Table 1 is that the DRA demoder adopts the blind fill method of comfort noise described in the literary composition, is respectively the result of the subjective testing that carries out of 48kbps and 128kbps code stream to code check.Wherein test code streams is 12 sections used sources of sound of MPEG, is two-channel, 48kHz.Represent the Three Estate tested respectively with-1,0,1 ,-1 expression noise is filled the back deleterious, and indifference before and after 0 expression noise is filled, 1 expression noise are filled back tonequality and obviously improved.
The blind subjective testing contrast of filling front and back of table 1 noise
When code check was 128kbps as can be seen from Table 1, the effect that noise is filled was not clearly.When code check was 48kbps, according to test result as can be seen, for the code stream of voice class, after noise was filled, code stream tonequality was significantly improved; For music class code stream, effect is also more satisfactory.As seen, use method of the present invention (device), can under low code check condition, improve subjective tonequality, particularly at the voice class signal.

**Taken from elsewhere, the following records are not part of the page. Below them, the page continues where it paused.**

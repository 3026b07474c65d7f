use std::sync::Arc;

use memberbridge_api::{SessionStore, VerifiedIdentity, session_identity};

use crate::handshake::{GateRedirect, LoginHandshake};

/// Result of guarding a protected operation.
#[derive(Debug, Clone, PartialEq, Eq)]
pub enum GateDecision<T> {
    Redirect(GateRedirect),
    Proceed(T),
}

/// Redirect-or-proceed guard in front of protected operations.
#[derive(Debug, Clone)]
pub struct SessionGate {
    handshake: Arc<LoginHandshake>,
}

impl SessionGate {
    pub fn new(handshake: Arc<LoginHandshake>) -> Self {
        Self { handshake }
    }

    /// Run `op` with the signed-in identity, or start a login attempt for
    /// `requested_path` without running it.
    pub fn guard<T>(
        &self,
        session: &mut dyn SessionStore,
        requested_path: &str,
        op: impl FnOnce(VerifiedIdentity) -> T,
    ) -> GateDecision<T> {
        match session_identity(session) {
            Some(identity) => GateDecision::Proceed(op(identity)),
            None => GateDecision::Redirect(self.handshake.begin(session, requested_path)),
        }
    }
}

/// Sign the member out.
pub fn end_session(session: &mut dyn SessionStore) {
    session.clear();
}
//! Error types.

use thiserror::Error;

/// Crate result type.
pub type Result<T> = std::result::Result<T, Error>;

/// Reasons a presented token is refused.
///
/// The rendered messages are what callers see. They are deliberately coarse;
/// the specific cause of a signature or claim failure only goes to the logs.
#[derive(Debug, Clone, Copy, PartialEq, Eq, Error)]
pub enum TokenError {
    /// Header segment is missing or is not a base64url JSON object.
    #[error("invalid header")]
    InvalidHeader,

    /// Header has no `kid`.
    #[error("missing key id")]
    MissingKeyId,

    /// Header declares anything other than the pinned algorithm.
    #[error("unexpected algorithm")]
    UnexpectedAlgorithm,

    /// The issuer's key set has no key under the declared `kid`.
    #[error("no matching key")]
    NoMatchingKey,

    /// Signature, expiry, issuer, audience or required-claim check failed.
    #[error("verification failed")]
    VerificationFailed,

    /// `sub` decoded but is empty.
    #[error("missing subject")]
    MissingSubject,
}

/// Errors returned by this crate.
#[derive(Debug, Error)]
pub enum Error {
    /// The token itself was rejected.
    #[error(transparent)]
    Token(#[from] TokenError),

    /// Unable to fetch, parse, or use the issuer's key set.
    #[error("JWKS error: {0}")]
    Jwks(String),
}

impl Error {
    /// True when the failure is about the presented token rather than the
    /// key-fetch infrastructure.
    pub fn is_token_error(&self) -> bool {
        matches!(self, Error::Token(_))
    }
}
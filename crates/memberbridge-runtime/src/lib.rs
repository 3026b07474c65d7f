//! Redirect-out / callback-in login flow and the guard that starts it.

mod gate;
mod handshake;

pub use gate::{GateDecision, SessionGate, end_session};
pub use handshake::{
    GateRedirect, INVALID_STATE, LoginHandshake, MISSING_TOKEN, SERVICE_UNAVAILABLE, mint_state,
    safe_next_path,
};

/// Where members land when no usable return path survives validation.
pub const DEFAULT_RETURN_PATH: &str = "/";
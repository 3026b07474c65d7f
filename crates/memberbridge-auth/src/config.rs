//! Trust parameters derived from the issuer origin.

use std::fmt;
use std::time::Duration;

/// Default lifetime of a cached key set.
pub const DEFAULT_JWKS_TTL: Duration = Duration::from_secs(300);

/// Network timeout for one key-set fetch.
pub const JWKS_FETCH_TIMEOUT: Duration = Duration::from_secs(5);

const ISSUER_PATH: &str = "/members/api";
const JWKS_PATH: &str = "/members/.well-known/jwks.json";
const LOGIN_GATE_PATH: &str = "/app-login/";

/// What this service trusts about the issuer.
///
/// Issuer, audience and key-set URL are all derived from the origin so they
/// cannot drift apart. Audience equals issuer; the issuer mints member tokens
/// that way.
#[derive(Clone)]
pub struct TrustConfig {
    issuer_origin: String,
    expected_issuer: String,
    expected_audience: String,
    jwks_url: String,
    jwks_cache_ttl: Duration,
    session_secret: String,
}

impl TrustConfig {
    pub fn new(
        issuer_origin: &str,
        session_secret: impl Into<String>,
        jwks_cache_ttl: Duration,
    ) -> Self {
        let origin = issuer_origin.trim_end_matches('/').to_string();
        Self {
            expected_issuer: format!("{origin}{ISSUER_PATH}"),
            expected_audience: format!("{origin}{ISSUER_PATH}"),
            jwks_url: format!("{origin}{JWKS_PATH}"),
            issuer_origin: origin,
            jwks_cache_ttl,
            session_secret: session_secret.into(),
        }
    }

    pub fn issuer_origin(&self) -> &str {
        &self.issuer_origin
    }

    pub fn expected_issuer(&self) -> &str {
        &self.expected_issuer
    }

    pub fn expected_audience(&self) -> &str {
        &self.expected_audience
    }

    pub fn jwks_url(&self) -> &str {
        &self.jwks_url
    }

    /// Where unauthenticated members are sent to sign in.
    pub fn login_gate_url(&self) -> String {
        format!("{}{LOGIN_GATE_PATH}", self.issuer_origin)
    }

    pub fn jwks_cache_ttl(&self) -> Duration {
        self.jwks_cache_ttl
    }

    pub fn session_secret(&self) -> &str {
        &self.session_secret
    }
}

impl fmt::Debug for TrustConfig {
    fn fmt(&self, f: &mut fmt::Formatter<'_>) -> fmt::Result {
        f.debug_struct("TrustConfig")
            .field("issuer_origin", &self.issuer_origin)
            .field("expected_issuer", &self.expected_issuer)
            .field("expected_audience", &self.expected_audience)
            .field("jwks_url", &self.jwks_url)
            .field("jwks_cache_ttl", &self.jwks_cache_ttl)
            .field("session_secret", &"<redacted>")
            .finish()
    }
}
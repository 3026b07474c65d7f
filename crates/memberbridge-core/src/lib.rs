use std::collections::BTreeMap;
use std::fs;
use std::net::SocketAddr;
use std::path::{Path, PathBuf};
use std::time::Duration;

use memberbridge_api::BridgeError;
use memberbridge_auth::{DEFAULT_JWKS_TTL, TrustConfig};
use memberbridge_sessions::{CookieOptions, SameSite};
use serde::{Deserialize, Serialize};

pub const CONFIG_FILE_NAME: &str = "memberbridge.toml";
pub const DEFAULT_BIND_ADDR: &str = "0.0.0.0:5000";

pub const ENV_SESSION_SECRET: &str = "APP_SESSION_SECRET";
pub const ENV_ISSUER_ORIGIN: &str = "ISSUER_ORIGIN";
pub const ENV_CALLBACK_URL: &str = "APP_CALLBACK_URL";
pub const ENV_JWKS_CACHE_TTL: &str = "JWKS_CACHE_TTL_SECONDS";
pub const ENV_COOKIE_SECURE: &str = "SESSION_COOKIE_SECURE";
pub const ENV_COOKIE_SAMESITE: &str = "SESSION_COOKIE_SAMESITE";
pub const ENV_BIND_ADDR: &str = "BIND_ADDR";

/// Everything the service needs at startup. Built once, never mutated.
#[derive(Debug, Clone)]
pub struct AppConfig {
    pub trust: TrustConfig,
    pub callback_url: String,
    pub cookie: CookieOptions,
    pub bind_addr: SocketAddr,
}

/// Optional file layer. The environment always wins over it.
#[derive(Debug, Clone, Default, Deserialize)]
#[serde(deny_unknown_fields)]
pub struct FileConfig {
    pub session_secret: Option<String>,
    pub issuer_origin: Option<String>,
    pub callback_url: Option<String>,
    pub jwks_cache_ttl_seconds: Option<u64>,
    pub session_cookie_secure: Option<bool>,
    pub session_cookie_samesite: Option<String>,
    pub bind_addr: Option<String>,
}

/// Printable view of the effective configuration.
#[derive(Debug, Clone, Serialize)]
pub struct ConfigSummary {
    pub issuer_origin: String,
    pub expected_issuer: String,
    pub expected_audience: String,
    pub jwks_url: String,
    pub jwks_cache_ttl_seconds: u64,
    pub callback_url: String,
    pub cookie_name: String,
    pub cookie_secure: bool,
    pub cookie_samesite: String,
    pub bind_addr: String,
    pub session_secret: &'static str,
}

impl AppConfig {
    /// Load from the process environment, layered over `memberbridge.toml` in
    /// `config_dir` when that file exists.
    pub fn load(config_dir: Option<&Path>) -> Result<Self, BridgeError> {
        let file = match config_dir {
            Some(dir) => load_file_config(&dir.join(CONFIG_FILE_NAME))?,
            None => FileConfig::default(),
        };
        Self::from_sources(|name| std::env::var(name).ok(), &file)
    }

    pub fn from_sources(
        env: impl Fn(&str) -> Option<String>,
        file: &FileConfig,
    ) -> Result<Self, BridgeError> {
        let setting = |name: &str, from_file: Option<String>| {
            env(name)
                .filter(|v| !v.trim().is_empty())
                .or(from_file)
                .map(|v| v.trim().to_string())
                .filter(|v| !v.is_empty())
        };

        let session_secret = setting(ENV_SESSION_SECRET, file.session_secret.clone());
        let issuer_origin = setting(ENV_ISSUER_ORIGIN, file.issuer_origin.clone());
        let callback_url = setting(ENV_CALLBACK_URL, file.callback_url.clone());

        let (Some(session_secret), Some(issuer_origin), Some(callback_url)) =
            (&session_secret, &issuer_origin, &callback_url)
        else {
            let missing: Vec<&str> = [
                (ENV_SESSION_SECRET, session_secret.is_none()),
                (ENV_ISSUER_ORIGIN, issuer_origin.is_none()),
                (ENV_CALLBACK_URL, callback_url.is_none()),
            ]
            .into_iter()
            .filter_map(|(name, absent)| absent.then_some(name))
            .collect();
            return Err(BridgeError::Config(format!(
                "missing required settings: {}",
                missing.join(", ")
            )));
        };

        require_http_url(ENV_ISSUER_ORIGIN, issuer_origin)?;
        require_http_url(ENV_CALLBACK_URL, callback_url)?;

        let ttl = match setting(
            ENV_JWKS_CACHE_TTL,
            file.jwks_cache_ttl_seconds.map(|v| v.to_string()),
        ) {
            Some(raw) => Duration::from_secs(raw.parse::<u64>().map_err(|_| {
                BridgeError::Config(format!(
                    "{ENV_JWKS_CACHE_TTL} must be a non-negative integer, got {raw:?}"
                ))
            })?),
            None => DEFAULT_JWKS_TTL,
        };

        let secure = setting(
            ENV_COOKIE_SECURE,
            file.session_cookie_secure.map(|v| v.to_string()),
        )
        .is_none_or(|raw| parse_flag(&raw));

        let same_site = match setting(ENV_COOKIE_SAMESITE, file.session_cookie_samesite.clone()) {
            Some(raw) => raw.parse::<SameSite>()?,
            None => SameSite::Lax,
        };

        let bind_raw = setting(ENV_BIND_ADDR, file.bind_addr.clone())
            .unwrap_or_else(|| DEFAULT_BIND_ADDR.to_string());
        let bind_addr = bind_raw.parse::<SocketAddr>().map_err(|e| {
            BridgeError::Config(format!("{ENV_BIND_ADDR} {bind_raw:?} is not a socket address: {e}"))
        })?;

        let cookie = CookieOptions {
            secure,
            same_site,
            use_host_prefix: secure,
            ..CookieOptions::default()
        };
        cookie.validate()?;

        Ok(Self {
            trust: TrustConfig::new(issuer_origin, session_secret.as_str(), ttl),
            callback_url: callback_url.trim_end_matches('/').to_string(),
            cookie,
            bind_addr,
        })
    }

    pub fn summary(&self) -> ConfigSummary {
        ConfigSummary {
            issuer_origin: self.trust.issuer_origin().to_string(),
            expected_issuer: self.trust.expected_issuer().to_string(),
            expected_audience: self.trust.expected_audience().to_string(),
            jwks_url: self.trust.jwks_url().to_string(),
            jwks_cache_ttl_seconds: self.trust.jwks_cache_ttl().as_secs(),
            callback_url: self.callback_url.clone(),
            cookie_name: self
                .cookie
                .effective_name()
                .unwrap_or_else(|_| self.cookie.name.clone()),
            cookie_secure: self.cookie.secure,
            cookie_samesite: self.cookie.same_site.to_string(),
            bind_addr: self.bind_addr.to_string(),
            session_secret: "<redacted>",
        }
    }
}

/// Accepts the usual spellings of "on".
fn parse_flag(raw: &str) -> bool {
    matches!(
        raw.trim().to_ascii_lowercase().as_str(),
        "1" | "true" | "yes" | "on"
    )
}

fn require_http_url(name: &str, value: &str) -> Result<(), BridgeError> {
    if value.starts_with("https://") || value.starts_with("http://") {
        Ok(())
    } else {
        Err(BridgeError::Config(format!(
            "{name} must be an http(s) URL, got {value:?}"
        )))
    }
}

pub fn default_config_dir() -> PathBuf {
    if let Ok(home) = std::env::var("HOME") {
        PathBuf::from(home).join(".config").join("memberbridge")
    } else {
        PathBuf::from(".memberbridge")
    }
}

/// Read the file layer; a missing file is an empty layer.
pub fn load_file_config(path: &Path) -> Result<FileConfig, BridgeError> {
    if !path.exists() {
        return Ok(FileConfig::default());
    }
    let content = fs::read_to_string(path)
        .map_err(|e| BridgeError::Config(format!("failed to read {}: {e}", path.display())))?;
    toml::from_str(&content)
        .map_err(|e| BridgeError::Config(format!("invalid TOML in {}: {e}", path.display())))
}

/// Write the commented default file into `dir`. Existing files are kept
/// unless `force` is set. Returns the file path.
pub fn write_default_config_file(dir: &Path, force: bool) -> Result<PathBuf, BridgeError> {
    fs::create_dir_all(dir)
        .map_err(|e| BridgeError::Internal(format!("failed to create {}: {e}", dir.display())))?;

    let path = dir.join(CONFIG_FILE_NAME);
    if force || !path.exists() {
        fs::write(
            &path,
            include_str!("../../../docs/memberbridge/memberbridge.toml.example"),
        )
        .map_err(|e| BridgeError::Internal(format!("failed to write {}: {e}", path.display())))?;
    }
    Ok(path)
}

/// Environment snapshot helper for callers that want to inspect which
/// settings came from the environment.
pub fn env_overrides(env: impl Fn(&str) -> Option<String>) -> BTreeMap<&'static str, bool> {
    [
        ENV_SESSION_SECRET,
        ENV_ISSUER_ORIGIN,
        ENV_CALLBACK_URL,
        ENV_JWKS_CACHE_TTL,
        ENV_COOKIE_SECURE,
        ENV_COOKIE_SAMESITE,
        ENV_BIND_ADDR,
    ]
    .into_iter()
    .map(|name| (name, env(name).is_some_and(|v| !v.trim().is_empty())))
    .collect()
}
//! Session cookie attributes.

use std::fmt;
use std::str::FromStr;
use std::time::{Duration, SystemTime, UNIX_EPOCH};

use httpdate::fmt_http_date;
use memberbridge_api::BridgeError;

const HOST_PREFIX: &str = "__Host-";

/// Cross-site policy sent with the session cookie.
#[derive(Debug, Clone, Copy, PartialEq, Eq)]
pub enum SameSite {
    Strict,
    Lax,
    /// Only honoured by browsers together with `Secure`.
    None,
}

impl SameSite {
    pub fn as_str(self) -> &'static str {
        match self {
            SameSite::Strict => "Strict",
            SameSite::Lax => "Lax",
            SameSite::None => "None",
        }
    }
}

impl fmt::Display for SameSite {
    fn fmt(&self, f: &mut fmt::Formatter<'_>) -> fmt::Result {
        f.write_str(self.as_str())
    }
}

impl FromStr for SameSite {
    type Err = BridgeError;

    fn from_str(s: &str) -> Result<Self, Self::Err> {
        match s.trim().to_ascii_lowercase().as_str() {
            "strict" => Ok(SameSite::Strict),
            "lax" => Ok(SameSite::Lax),
            "none" => Ok(SameSite::None),
            _ => Err(BridgeError::Config(format!(
                "invalid SameSite value {s:?} (expected Strict, Lax or None)"
            ))),
        }
    }
}

/// How the session cookie is rendered. `HttpOnly` is always set.
#[derive(Debug, Clone)]
pub struct CookieOptions {
    /// Base name; [`CookieOptions::effective_name`] adds any prefix.
    pub name: String,
    pub path: String,
    pub domain: Option<String>,
    pub secure: bool,
    pub same_site: SameSite,
    /// Use the `__Host-` prefix when no domain is set. Needs `Path=/` and `Secure`.
    pub use_host_prefix: bool,
}

impl Default for CookieOptions {
    fn default() -> Self {
        Self {
            name: "memberbridge_session".to_string(),
            path: "/".to_string(),
            domain: None,
            secure: true,
            same_site: SameSite::Lax,
            use_host_prefix: false,
        }
    }
}

impl CookieOptions {
    /// Reject attribute combinations browsers silently drop.
    pub fn validate(&self) -> Result<(), BridgeError> {
        if self.same_site == SameSite::None && !self.secure {
            return Err(BridgeError::Config(
                "SameSite=None cookies must be Secure".to_string(),
            ));
        }
        self.effective_name().map(drop)
    }

    /// Name as sent to the browser, including any prefix.
    pub fn effective_name(&self) -> Result<String, BridgeError> {
        if !self.use_host_prefix || self.domain.is_some() {
            return Ok(self.name.clone());
        }
        if self.path != "/" || !self.secure {
            return Err(BridgeError::Validation(format!(
                "{HOST_PREFIX} cookies need Path=/ and Secure"
            )));
        }
        let bare = self.name.trim_start_matches(HOST_PREFIX);
        Ok(format!("{HOST_PREFIX}{bare}"))
    }

    fn render(
        &self,
        value: &str,
        lifetime: Option<(u64, SystemTime)>,
    ) -> Result<String, BridgeError> {
        let mut out = format!("{}={value}; Path={}", self.effective_name()?, self.path);
        if let Some(domain) = &self.domain {
            out.push_str("; Domain=");
            out.push_str(domain);
        }
        if self.secure {
            out.push_str("; Secure");
        }
        out.push_str("; HttpOnly; SameSite=");
        out.push_str(self.same_site.as_str());
        if let Some((max_age, expires)) = lifetime {
            // Expires is kept for clients that ignore Max-Age.
            out.push_str(&format!(
                "; Max-Age={max_age}; Expires={}",
                fmt_http_date(expires)
            ));
        }
        Ok(out)
    }
}

/// `Set-Cookie` value for `value`. Without `max_age_seconds` the cookie
/// lasts for the browser session.
pub fn build_set_cookie(
    value: &str,
    max_age_seconds: Option<u64>,
    opts: &CookieOptions,
) -> Result<String, BridgeError> {
    let lifetime =
        max_age_seconds.map(|secs| (secs, SystemTime::now() + Duration::from_secs(secs)));
    opts.render(value, lifetime)
}

/// `Set-Cookie` value that makes the browser drop the cookie.
pub fn build_clear_cookie(opts: &CookieOptions) -> Result<String, BridgeError> {
    opts.render("", Some((0, UNIX_EPOCH)))
}

/// Pull one cookie's value out of a `Cookie` request header.
pub fn find_cookie<'a>(header: &'a str, name: &str) -> Option<&'a str> {
    header
        .split(';')
        .filter_map(|pair| pair.trim().split_once('='))
        .find(|(key, _)| *key == name)
        .map(|(_, value)| value)
}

Though described the present invention in conjunction with being considered to most realistic and optimum embodiment at present, but those skilled in the art are to be understood that and the invention is not restricted to the disclosed embodiments, on the contrary, the present invention is intended to cover various modifications and the equivalent construction that comprises within the spirit of claims and the category.Those skilled in the art can be understood that: can various deformation and/or improvement be used the present invention as being shown in specific embodiment ground, and this does not break away from the spirit or scope of the present invention of describing in broad mode.Therefore, to be considered to be descriptive but not determinate to the embodiment of this paper in all fields.